## WORK TO BE COMPLETED:
The answer is the set of lines that include "outward", copied from the data below.

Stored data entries
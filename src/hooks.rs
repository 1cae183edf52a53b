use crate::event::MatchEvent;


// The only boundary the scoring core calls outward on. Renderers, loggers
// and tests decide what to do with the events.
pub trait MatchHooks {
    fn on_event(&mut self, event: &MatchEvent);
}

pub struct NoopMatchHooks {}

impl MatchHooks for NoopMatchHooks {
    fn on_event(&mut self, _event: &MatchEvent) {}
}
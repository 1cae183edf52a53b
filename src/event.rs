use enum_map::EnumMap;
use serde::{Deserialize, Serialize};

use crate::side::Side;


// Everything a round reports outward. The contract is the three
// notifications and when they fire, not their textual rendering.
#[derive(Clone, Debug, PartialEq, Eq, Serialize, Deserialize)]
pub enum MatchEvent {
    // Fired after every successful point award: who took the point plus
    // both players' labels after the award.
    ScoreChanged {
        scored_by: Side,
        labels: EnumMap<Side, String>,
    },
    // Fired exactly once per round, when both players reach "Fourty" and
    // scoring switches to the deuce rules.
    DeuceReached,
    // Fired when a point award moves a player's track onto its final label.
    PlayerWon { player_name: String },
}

## WRITTEN ANSWER:
// The only boundary the scoring core calls outward on. Renderers, loggers
// Everything a round reports outward. The contract is the three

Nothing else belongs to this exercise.